*Data for the task*.
----------------

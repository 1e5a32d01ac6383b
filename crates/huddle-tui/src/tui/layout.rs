// Screen layout: panel arrangement and sizing.
//
// +--------------------------------------------------+
// | Status Bar (1 row)                                |
// +-------------------------+------------------------+
// | Main Panel (65%)        | Sidebar (35%)          |
// +-------------------------+------------------------+
// | Input / Notice Line (3 rows)                      |
// +--------------------------------------------------+
// | Help Bar (1 row)                                  |
// +--------------------------------------------------+

use ratatui::layout::{Constraint, Direction, Layout, Rect};

/// Resolved screen areas for each dashboard zone.
#[derive(Debug, Clone)]
pub struct AppLayout {
    /// Top row: tabs and roster counters.
    pub status_bar: Rect,
    /// Tab-switched content area.
    pub main_panel: Rect,
    /// Tab-switched summary next to the main panel.
    pub sidebar: Rect,
    /// Text entry while editing, the latest notice otherwise.
    pub input_line: Rect,
    /// Bottom row: keyboard shortcut hints.
    pub help_bar: Rect,
}

pub fn build_layout(area: Rect) -> AppLayout {
    let vertical = Layout::default()
        .direction(Direction::Vertical)
        .constraints([
            Constraint::Length(1), // status bar
            Constraint::Min(6),    // main + sidebar
            Constraint::Length(3), // input line
            Constraint::Length(1), // help bar
        ])
        .split(area);

    let horizontal = Layout::default()
        .direction(Direction::Horizontal)
        .constraints([Constraint::Percentage(65), Constraint::Percentage(35)])
        .split(vertical[1]);

    AppLayout {
        status_bar: vertical[0],
        main_panel: horizontal[0],
        sidebar: horizontal[1],
        input_line: vertical[2],
        help_bar: vertical[3],
    }
}
// Confirmation overlay, drawn on top of the dashboard while
// `ViewState::confirm` holds a prompt.

use ratatui::layout::{Constraint, Flex, Layout, Rect};
use ratatui::style::{Color, Modifier, Style};
use ratatui::text::{Line, Span};
use ratatui::widgets::{Block, Borders, Clear, Paragraph};
use ratatui::Frame;

use crate::tui::Confirm;

const DIALOG_WIDTH: u16 = 40;
const DIALOG_HEIGHT: u16 = 5;

fn prompt_text(prompt: Confirm, roster_len: usize) -> (&'static str, String, String) {
    match prompt {
        Confirm::Quit => (
            " Quit ",
            " Roster and results are not saved.".to_string(),
            " Leave Huddle? (".to_string(),
        ),
        Confirm::ClearRoster => (
            " Clear roster ",
            format!(" All {roster_len} participants will go."),
            " Clear the roster? (".to_string(),
        ),
    }
}

pub fn render(frame: &mut Frame, area: Rect, prompt: Confirm, roster_len: usize) {
    let (title, detail, question) = prompt_text(prompt, roster_len);
    let dialog = centered_rect(DIALOG_WIDTH, DIALOG_HEIGHT, area);
    frame.render_widget(Clear, dialog);

    let key = |k: &'static str, color: Color| {
        Span::styled(k, Style::default().fg(color).add_modifier(Modifier::BOLD))
    };
    let lines = vec![
        Line::from(detail),
        Line::from(vec![
            Span::raw(question),
            key("y", Color::Green),
            Span::raw("/"),
            key("n", Color::Red),
            Span::raw(")"),
        ]),
    ];

    let paragraph = Paragraph::new(lines)
        .block(
            Block::default()
                .borders(Borders::ALL)
                .border_style(Style::default().fg(Color::Yellow))
                .title(title),
        )
        .style(Style::default().bg(Color::Black));
    frame.render_widget(paragraph, dialog);
}

/// A `width` x `height` rectangle centered in `area`, clamped to fit.
fn centered_rect(width: u16, height: u16, area: Rect) -> Rect {
    let [row] = Layout::vertical([Constraint::Length(height.min(area.height))])
        .flex(Flex::Center)
        .areas(area);
    let [cell] = Layout::horizontal([Constraint::Length(width.min(area.width))])
        .flex(Flex::Center)
        .areas(row);
    cell
}
/// Pad or truncate `names` to exactly `count` entries. Missing and blank
/// entries are replaced by their placeholder.
pub fn resolve_names(names: Vec<String>, count: usize) -> Vec<String> {
    if names.len() != count {
        debug!(requested = count, received = names.len(), "adjusting group names");
    }
    let mut names = names.into_iter();
    (0..count)
        .map(|i| match names.next() {
            Some(name) if !name.trim().is_empty() => name.trim().to_string(),
            _ => placeholder_name(i),
        })
        .collect()
}

// ---------------------------------------------------------------------------
// Shuffle and partition
// ---------------------------------------------------------------------------

/// Uniformly random permutation (Fisher–Yates).
pub fn shuffle<T: Clone, R: Rng + ?Sized>(items: &[T], rng: &mut R) -> Vec<T> {
    let mut out = items.to_vec();
    for i in (1..out.len()).rev() {
        let j = rng.gen_range(0..=i);
        out.swap(i, j);
    }
    out
}

/// Number of groups needed for `len` participants.
pub fn group_count(len: usize, group_size: usize) -> usize {
    if group_size == 0 {
        return 0;
    }
    len.div_ceil(group_size)
}

/// Contiguous chunks of `group_size`; the last chunk holds the remainder.
pub fn partition<T: Clone>(items: &[T], group_size: usize) -> Vec<Vec<T>> {
    if group_size == 0 {
        return Vec::new();
    }
    items.chunks(group_size).map(<[T]>::to_vec).collect()
}

// ---------------------------------------------------------------------------
// Error type
// ---------------------------------------------------------------------------

#[derive(Debug, Clone, PartialEq, Eq, thiserror::Error)]
pub enum GroupingError {
    #[error("no participants to group")]
    EmptyRoster,

    #[error("group size must be at least 2, got {0}")]
    InvalidGroupSize(usize),

    #[error("a grouping is already being generated")]
    AlreadyGenerating,
}

// ---------------------------------------------------------------------------
// PendingGrouping
// ---------------------------------------------------------------------------

/// A shuffled and partitioned roster waiting for its group names.
#[derive(Debug)]
pub struct PendingGrouping {
    chunks: Vec<Vec<Participant>>,
    theme: String,
}

impl PendingGrouping {
    pub fn group_count(&self) -> usize {
        self.chunks.len()
    }

    pub fn theme(&self) -> &str {
        &self.theme
    }

    pub fn chunks(&self) -> &[Vec<Participant>] {
        &self.chunks
    }
}

// ---------------------------------------------------------------------------
// GroupingEngine
// ---------------------------------------------------------------------------

#[derive(Debug, Clone, Default)]
pub struct GroupingEngine {
    groups: Vec<Group>,
    generating: bool,
}

impl GroupingEngine {
    pub fn new() -> Self {
        Self::default()
    }

    /// The most recent grouping result.
    pub fn groups(&self) -> &[Group] {
        &self.groups
    }

    /// True while a grouping is waiting on its names.
    pub fn is_generating(&self) -> bool {
        self.generating
    }

    /// Validate, shuffle and partition. Marks the engine as generating.
    pub fn begin<R: Rng + ?Sized>(
        &mut self,
        roster: &[Participant],
        group_size: usize,
        theme: &str,
        rng: &mut R,
    ) -> Result<PendingGrouping, GroupingError> {
        if self.generating {
            return Err(GroupingError::AlreadyGenerating);
        }
        if roster.is_empty() {
            return Err(GroupingError::EmptyRoster);
        }
        if group_size < MIN_GROUP_SIZE {
            return Err(GroupingError::InvalidGroupSize(group_size));
        }

        let shuffled = shuffle(roster, rng);
        let chunks = partition(&shuffled, group_size);
        debug_assert_eq!(chunks.len(), group_count(roster.len(), group_size));

        self.generating = true;
        debug!(
            participants = roster.len(),
            group_size,
            groups = chunks.len(),
            "grouping started"
        );
        Ok(PendingGrouping {
            chunks,
            theme: theme.to_string(),
        })
    }

    /// Attach names to a pending grouping and make it the current result.
    pub fn complete(&mut self, pending: PendingGrouping, names: Vec<String>) -> &[Group] {
        let names = resolve_names(names, pending.chunks.len());
        self.groups = pending
            .chunks
            .into_iter()
            .zip(names)
            .map(|(members, name)| Group {
                id: next_id("g"),
                name,
                members,
            })
            .collect();
        self.generating = false;
        info!("Created {} groups", self.groups.len());
        &self.groups
    }

    /// Drop an unfinished grouping, keeping the previous result.
    pub fn abandon(&mut self) {
        if self.generating {
            warn!("abandoning unfinished grouping");
        }
        self.generating = false;
    }

    /// Run a full grouping: partition, ask `namer` for names, complete.
    pub async fn group<R: Rng + ?Sized>(
        &mut self,
        roster: &[Participant],
        group_size: usize,
        theme: &str,
        namer: &dyn GroupNamer,
        rng: &mut R,
    ) -> Result<&[Group], GroupingError> {
        let pending = self.begin(roster, group_size, theme, rng)?;
        let names = namer
            .generate_names(pending.group_count(), pending.theme())
            .await;
        Ok(self.complete(pending, names))
    }
}
//! Process-wide, insertion-ordered strategy registry.
//!
//! Rust has no import-side-effect module discovery, so registration is
//! explicit: `backsweep-strategies::register_all()` calls [`register`] once
//! per strategy at process startup rather than relying on each strategy
//! module registering itself as a side effect of being loaded.

use std::sync::Mutex;

use indexmap::IndexMap;
use once_cell::sync::Lazy;

use crate::traits::Strategy;

/// Constructs a fresh, default-parameterized strategy instance.
pub type StrategyCtor = fn() -> Box<dyn Strategy>;

static REGISTRY: Lazy<Mutex<IndexMap<String, StrategyCtor>>> =
    Lazy::new(|| Mutex::new(IndexMap::new()));

/// Register `ctor` under `name`. Re-registering an existing name overwrites
/// its constructor.
pub fn register(name: &str, ctor: StrategyCtor) {
    let mut registry = REGISTRY.lock().expect("strategy registry poisoned");
    if registry.insert(name.to_string(), ctor).is_some() {
        tracing::debug!(name, "overwrote existing strategy registration");
    } else {
        tracing::debug!(name, "registered strategy");
    }
}

/// Look up the constructor registered under `name`.
pub fn get(name: &str) -> Option<StrategyCtor> {
    let registry = REGISTRY.lock().expect("strategy registry poisoned");
    registry.get(name).copied()
}

/// Names currently registered, in registration order.
pub fn names() -> Vec<String> {
    let registry = REGISTRY.lock().expect("strategy registry poisoned");
    registry.keys().cloned().collect()
}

----------------

*Work instructions*. This exercise requires the lines of the entries containing the string "holds".

*Task result*.
// `ViewState::confirm` holds a prompt.
/// Contiguous chunks of `group_size`; the last chunk holds the remainder.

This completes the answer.